>>>
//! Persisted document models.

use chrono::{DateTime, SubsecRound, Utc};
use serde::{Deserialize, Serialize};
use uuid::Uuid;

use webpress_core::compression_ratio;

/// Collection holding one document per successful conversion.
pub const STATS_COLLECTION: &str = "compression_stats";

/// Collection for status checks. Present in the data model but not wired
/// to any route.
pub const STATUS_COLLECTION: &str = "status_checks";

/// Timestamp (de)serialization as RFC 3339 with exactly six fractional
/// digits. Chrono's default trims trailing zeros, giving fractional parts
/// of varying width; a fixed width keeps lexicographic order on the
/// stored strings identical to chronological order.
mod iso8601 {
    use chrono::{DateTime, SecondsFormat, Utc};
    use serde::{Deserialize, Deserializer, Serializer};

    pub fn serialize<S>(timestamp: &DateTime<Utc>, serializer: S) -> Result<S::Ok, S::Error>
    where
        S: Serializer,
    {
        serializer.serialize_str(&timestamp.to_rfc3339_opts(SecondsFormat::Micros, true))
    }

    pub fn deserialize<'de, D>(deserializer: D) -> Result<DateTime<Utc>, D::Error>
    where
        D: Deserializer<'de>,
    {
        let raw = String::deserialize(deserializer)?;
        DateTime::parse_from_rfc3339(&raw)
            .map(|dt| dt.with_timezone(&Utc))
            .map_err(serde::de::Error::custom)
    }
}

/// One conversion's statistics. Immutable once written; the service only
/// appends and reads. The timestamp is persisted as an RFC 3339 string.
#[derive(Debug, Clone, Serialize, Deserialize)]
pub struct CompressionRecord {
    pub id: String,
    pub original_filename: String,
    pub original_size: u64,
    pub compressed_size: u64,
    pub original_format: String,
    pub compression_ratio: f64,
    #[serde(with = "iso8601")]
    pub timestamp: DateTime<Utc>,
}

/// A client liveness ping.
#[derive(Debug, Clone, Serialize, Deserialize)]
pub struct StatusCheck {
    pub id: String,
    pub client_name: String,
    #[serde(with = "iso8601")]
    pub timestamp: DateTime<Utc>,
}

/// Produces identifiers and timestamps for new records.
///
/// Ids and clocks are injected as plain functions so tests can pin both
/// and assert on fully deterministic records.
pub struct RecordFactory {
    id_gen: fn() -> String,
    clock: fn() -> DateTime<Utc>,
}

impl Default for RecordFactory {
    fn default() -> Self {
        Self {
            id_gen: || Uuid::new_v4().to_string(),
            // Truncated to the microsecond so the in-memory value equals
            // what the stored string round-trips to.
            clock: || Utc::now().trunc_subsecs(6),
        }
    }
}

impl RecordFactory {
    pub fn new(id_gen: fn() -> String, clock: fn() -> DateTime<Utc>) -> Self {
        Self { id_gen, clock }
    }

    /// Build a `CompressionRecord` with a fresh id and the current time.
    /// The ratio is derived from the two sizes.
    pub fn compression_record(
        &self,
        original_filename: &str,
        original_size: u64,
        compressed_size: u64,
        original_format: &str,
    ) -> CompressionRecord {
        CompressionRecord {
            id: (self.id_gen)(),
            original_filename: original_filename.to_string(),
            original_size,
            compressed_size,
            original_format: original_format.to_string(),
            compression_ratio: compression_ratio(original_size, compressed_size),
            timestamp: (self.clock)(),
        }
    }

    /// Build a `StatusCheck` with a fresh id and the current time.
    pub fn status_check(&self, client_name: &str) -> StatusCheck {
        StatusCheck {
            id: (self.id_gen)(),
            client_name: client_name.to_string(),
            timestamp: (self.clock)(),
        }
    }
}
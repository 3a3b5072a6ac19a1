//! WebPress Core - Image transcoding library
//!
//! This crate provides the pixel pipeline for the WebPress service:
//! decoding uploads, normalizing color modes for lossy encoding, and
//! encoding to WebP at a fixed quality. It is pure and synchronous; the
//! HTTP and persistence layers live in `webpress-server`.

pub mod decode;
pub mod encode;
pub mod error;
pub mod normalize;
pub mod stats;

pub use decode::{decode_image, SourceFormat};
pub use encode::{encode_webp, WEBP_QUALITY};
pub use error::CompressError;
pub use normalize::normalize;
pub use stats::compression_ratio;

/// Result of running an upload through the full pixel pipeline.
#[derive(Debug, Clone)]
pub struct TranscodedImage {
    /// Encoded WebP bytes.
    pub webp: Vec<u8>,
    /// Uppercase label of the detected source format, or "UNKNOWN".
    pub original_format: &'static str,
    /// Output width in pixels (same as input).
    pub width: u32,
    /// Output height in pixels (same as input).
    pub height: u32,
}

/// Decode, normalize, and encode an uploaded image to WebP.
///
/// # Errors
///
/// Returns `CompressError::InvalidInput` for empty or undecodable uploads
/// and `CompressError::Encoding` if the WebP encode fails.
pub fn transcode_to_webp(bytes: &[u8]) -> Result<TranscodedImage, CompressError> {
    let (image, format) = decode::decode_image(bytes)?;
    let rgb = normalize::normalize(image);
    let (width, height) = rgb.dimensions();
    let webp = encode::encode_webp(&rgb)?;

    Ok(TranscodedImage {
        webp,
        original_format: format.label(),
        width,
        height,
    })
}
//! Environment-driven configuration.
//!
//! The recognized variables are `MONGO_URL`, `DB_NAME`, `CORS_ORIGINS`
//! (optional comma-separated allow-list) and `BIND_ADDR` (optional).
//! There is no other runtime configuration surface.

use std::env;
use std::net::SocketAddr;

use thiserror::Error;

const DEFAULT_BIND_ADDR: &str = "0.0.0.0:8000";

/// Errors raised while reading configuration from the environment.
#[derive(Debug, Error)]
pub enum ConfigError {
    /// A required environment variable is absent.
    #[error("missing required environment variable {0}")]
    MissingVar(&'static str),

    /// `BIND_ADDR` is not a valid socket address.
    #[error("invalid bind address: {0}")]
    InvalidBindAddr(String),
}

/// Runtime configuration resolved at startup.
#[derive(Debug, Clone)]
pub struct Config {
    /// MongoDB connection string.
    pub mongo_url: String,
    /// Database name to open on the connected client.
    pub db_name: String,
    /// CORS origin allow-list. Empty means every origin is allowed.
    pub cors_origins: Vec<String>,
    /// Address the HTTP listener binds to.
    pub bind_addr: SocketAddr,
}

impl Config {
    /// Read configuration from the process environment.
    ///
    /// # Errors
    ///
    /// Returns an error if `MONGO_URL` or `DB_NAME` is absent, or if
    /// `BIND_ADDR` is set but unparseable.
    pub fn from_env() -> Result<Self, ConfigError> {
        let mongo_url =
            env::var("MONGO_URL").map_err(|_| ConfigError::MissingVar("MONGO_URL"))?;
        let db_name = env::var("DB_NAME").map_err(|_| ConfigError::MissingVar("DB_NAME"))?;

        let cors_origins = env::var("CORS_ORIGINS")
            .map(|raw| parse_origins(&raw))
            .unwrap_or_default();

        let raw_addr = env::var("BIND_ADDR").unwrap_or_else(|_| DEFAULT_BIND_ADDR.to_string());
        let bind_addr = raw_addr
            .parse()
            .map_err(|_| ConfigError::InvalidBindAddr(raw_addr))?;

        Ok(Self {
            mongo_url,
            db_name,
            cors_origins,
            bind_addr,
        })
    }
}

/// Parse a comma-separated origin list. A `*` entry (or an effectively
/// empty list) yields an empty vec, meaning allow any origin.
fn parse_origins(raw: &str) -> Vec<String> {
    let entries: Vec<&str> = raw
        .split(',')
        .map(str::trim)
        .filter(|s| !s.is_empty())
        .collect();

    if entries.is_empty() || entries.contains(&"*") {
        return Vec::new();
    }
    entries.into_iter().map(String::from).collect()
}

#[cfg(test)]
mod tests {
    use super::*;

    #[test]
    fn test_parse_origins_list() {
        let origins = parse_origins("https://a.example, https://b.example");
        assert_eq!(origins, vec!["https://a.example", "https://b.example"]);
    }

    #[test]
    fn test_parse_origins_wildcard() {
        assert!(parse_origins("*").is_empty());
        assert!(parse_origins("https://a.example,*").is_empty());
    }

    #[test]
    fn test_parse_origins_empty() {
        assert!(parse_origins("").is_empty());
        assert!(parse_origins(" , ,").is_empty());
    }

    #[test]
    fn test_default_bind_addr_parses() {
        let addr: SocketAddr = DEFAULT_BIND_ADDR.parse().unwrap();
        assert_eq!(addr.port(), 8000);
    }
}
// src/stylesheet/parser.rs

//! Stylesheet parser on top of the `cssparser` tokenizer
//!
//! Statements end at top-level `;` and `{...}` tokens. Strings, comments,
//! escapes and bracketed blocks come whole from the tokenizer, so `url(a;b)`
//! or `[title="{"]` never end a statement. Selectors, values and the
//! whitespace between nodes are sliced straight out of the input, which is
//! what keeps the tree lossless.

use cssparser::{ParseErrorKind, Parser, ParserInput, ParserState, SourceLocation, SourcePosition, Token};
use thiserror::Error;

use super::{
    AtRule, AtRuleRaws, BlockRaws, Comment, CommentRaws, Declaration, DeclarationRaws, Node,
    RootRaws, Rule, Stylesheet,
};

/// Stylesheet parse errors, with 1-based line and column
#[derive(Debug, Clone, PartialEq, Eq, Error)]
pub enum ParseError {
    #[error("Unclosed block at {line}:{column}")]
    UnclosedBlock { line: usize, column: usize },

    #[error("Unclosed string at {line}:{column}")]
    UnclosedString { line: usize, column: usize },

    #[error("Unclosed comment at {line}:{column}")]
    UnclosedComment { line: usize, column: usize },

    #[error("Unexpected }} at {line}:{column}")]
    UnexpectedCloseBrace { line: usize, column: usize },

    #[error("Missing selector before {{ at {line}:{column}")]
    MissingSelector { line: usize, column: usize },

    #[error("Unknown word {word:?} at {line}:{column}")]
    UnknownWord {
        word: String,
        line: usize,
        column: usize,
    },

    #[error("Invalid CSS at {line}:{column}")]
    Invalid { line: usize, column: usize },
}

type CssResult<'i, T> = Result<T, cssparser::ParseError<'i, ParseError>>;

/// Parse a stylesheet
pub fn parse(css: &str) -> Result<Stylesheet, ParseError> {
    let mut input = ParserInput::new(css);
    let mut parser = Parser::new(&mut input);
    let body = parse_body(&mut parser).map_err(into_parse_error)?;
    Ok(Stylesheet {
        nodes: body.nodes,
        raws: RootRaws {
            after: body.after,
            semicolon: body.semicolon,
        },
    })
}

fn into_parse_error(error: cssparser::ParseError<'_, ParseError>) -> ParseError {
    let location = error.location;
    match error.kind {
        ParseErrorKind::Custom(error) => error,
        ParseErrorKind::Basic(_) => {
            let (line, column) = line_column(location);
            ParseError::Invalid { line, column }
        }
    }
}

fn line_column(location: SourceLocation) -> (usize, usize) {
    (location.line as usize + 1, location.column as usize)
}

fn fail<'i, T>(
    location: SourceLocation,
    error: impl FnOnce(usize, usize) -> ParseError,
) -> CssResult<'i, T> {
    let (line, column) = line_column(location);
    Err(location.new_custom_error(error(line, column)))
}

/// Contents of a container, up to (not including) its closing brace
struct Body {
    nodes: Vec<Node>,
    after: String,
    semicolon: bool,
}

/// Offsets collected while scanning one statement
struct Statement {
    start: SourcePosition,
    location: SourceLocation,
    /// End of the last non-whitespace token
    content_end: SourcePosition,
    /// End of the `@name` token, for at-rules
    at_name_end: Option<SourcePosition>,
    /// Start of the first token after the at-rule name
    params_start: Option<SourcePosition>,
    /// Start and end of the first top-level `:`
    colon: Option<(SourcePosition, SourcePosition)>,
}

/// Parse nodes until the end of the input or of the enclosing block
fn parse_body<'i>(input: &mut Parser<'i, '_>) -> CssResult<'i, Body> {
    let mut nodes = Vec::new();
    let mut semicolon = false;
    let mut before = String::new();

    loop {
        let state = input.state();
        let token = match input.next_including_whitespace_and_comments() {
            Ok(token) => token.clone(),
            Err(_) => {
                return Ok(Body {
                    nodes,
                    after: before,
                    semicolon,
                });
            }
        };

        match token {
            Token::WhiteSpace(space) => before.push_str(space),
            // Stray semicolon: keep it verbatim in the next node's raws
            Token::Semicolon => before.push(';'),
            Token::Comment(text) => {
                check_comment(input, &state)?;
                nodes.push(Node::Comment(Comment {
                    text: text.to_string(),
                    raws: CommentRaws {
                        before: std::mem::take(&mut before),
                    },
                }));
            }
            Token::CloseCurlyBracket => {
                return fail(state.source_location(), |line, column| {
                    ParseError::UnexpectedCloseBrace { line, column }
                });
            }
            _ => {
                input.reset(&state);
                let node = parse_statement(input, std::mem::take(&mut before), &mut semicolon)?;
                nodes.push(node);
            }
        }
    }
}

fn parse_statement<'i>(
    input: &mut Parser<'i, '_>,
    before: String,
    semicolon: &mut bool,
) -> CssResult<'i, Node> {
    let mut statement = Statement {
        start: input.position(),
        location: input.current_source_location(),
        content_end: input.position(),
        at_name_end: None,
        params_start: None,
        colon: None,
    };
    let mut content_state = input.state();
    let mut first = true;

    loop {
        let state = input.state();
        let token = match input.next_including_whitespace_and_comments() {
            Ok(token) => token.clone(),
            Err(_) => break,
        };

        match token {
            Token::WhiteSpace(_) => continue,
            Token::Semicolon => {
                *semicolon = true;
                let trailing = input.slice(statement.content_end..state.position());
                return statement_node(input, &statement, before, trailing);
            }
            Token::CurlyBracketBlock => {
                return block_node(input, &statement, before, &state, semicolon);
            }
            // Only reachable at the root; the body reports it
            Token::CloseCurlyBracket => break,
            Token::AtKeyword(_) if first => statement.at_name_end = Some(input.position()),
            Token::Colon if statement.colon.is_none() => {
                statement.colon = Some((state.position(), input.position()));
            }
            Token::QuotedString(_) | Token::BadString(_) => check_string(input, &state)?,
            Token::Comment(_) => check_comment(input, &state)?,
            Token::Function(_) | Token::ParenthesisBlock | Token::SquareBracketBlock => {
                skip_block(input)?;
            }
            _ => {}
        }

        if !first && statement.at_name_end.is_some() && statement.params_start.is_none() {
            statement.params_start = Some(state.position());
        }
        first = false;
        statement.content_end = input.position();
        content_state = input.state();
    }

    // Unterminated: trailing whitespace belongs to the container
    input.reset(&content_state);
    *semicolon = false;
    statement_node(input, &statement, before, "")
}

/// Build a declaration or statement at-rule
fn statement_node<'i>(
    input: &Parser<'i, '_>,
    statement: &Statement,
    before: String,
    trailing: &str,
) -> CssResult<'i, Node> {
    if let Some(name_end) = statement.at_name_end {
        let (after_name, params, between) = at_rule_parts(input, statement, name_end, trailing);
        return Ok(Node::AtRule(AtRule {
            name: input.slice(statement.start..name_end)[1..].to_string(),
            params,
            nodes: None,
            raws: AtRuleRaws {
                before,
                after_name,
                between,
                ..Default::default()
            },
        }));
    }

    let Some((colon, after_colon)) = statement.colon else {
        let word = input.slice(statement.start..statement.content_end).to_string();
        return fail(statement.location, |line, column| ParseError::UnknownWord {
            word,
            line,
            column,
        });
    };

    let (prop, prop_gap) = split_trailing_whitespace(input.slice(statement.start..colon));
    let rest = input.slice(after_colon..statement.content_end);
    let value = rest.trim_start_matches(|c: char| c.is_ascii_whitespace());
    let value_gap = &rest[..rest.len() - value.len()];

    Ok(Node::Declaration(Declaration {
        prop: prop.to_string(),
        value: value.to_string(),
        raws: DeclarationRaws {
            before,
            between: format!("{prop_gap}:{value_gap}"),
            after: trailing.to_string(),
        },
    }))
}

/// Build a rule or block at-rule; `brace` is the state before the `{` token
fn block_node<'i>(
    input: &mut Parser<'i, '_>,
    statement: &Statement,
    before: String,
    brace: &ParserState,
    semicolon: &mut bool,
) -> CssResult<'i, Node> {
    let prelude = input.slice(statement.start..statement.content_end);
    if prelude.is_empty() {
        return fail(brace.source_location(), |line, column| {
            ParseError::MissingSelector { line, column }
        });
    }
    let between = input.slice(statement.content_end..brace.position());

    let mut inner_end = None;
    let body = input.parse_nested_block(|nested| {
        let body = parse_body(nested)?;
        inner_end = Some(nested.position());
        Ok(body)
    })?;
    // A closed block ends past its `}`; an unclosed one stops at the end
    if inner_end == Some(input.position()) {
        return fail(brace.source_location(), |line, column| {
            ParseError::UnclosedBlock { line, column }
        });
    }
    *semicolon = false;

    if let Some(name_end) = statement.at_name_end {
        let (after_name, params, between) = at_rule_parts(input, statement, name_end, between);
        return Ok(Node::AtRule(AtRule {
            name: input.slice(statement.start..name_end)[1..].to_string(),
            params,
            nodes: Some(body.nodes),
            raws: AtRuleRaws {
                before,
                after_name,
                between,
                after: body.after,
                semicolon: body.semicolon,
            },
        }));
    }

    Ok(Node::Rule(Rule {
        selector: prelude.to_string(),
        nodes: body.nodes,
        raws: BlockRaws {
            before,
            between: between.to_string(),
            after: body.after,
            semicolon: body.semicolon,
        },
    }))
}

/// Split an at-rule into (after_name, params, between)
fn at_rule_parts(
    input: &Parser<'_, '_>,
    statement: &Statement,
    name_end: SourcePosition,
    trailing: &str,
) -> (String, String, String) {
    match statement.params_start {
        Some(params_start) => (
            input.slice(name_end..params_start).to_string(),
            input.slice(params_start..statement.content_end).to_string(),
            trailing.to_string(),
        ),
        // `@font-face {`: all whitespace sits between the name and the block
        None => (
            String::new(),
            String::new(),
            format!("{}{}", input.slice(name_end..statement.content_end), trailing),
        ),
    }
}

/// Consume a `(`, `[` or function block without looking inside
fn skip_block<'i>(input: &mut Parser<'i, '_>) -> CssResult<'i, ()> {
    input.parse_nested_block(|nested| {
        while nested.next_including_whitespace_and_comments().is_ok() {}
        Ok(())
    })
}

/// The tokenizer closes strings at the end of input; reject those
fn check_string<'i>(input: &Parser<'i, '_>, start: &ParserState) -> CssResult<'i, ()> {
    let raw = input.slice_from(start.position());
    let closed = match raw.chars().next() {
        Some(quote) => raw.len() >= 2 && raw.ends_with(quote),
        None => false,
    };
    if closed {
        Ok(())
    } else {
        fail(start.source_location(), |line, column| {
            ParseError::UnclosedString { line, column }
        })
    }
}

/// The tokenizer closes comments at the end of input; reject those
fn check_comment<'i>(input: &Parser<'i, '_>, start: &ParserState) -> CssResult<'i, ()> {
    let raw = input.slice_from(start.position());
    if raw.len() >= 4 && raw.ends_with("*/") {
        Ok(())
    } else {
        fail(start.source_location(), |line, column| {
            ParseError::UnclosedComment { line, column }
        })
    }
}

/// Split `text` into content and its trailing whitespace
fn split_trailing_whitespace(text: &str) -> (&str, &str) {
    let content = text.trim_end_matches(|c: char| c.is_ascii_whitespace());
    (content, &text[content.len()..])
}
<<<
**Assignment**
Give back every line from the beginning of the records through the line holding "per successful conversion.", exactly as it reads, and leave out the rest.

**Your solution**
//! Persisted document models.

use chrono::{DateTime, SubsecRound, Utc};
use serde::{Deserialize, Serialize};
use uuid::Uuid;

use webpress_core::compression_ratio;

/// Collection holding one document per successful conversion.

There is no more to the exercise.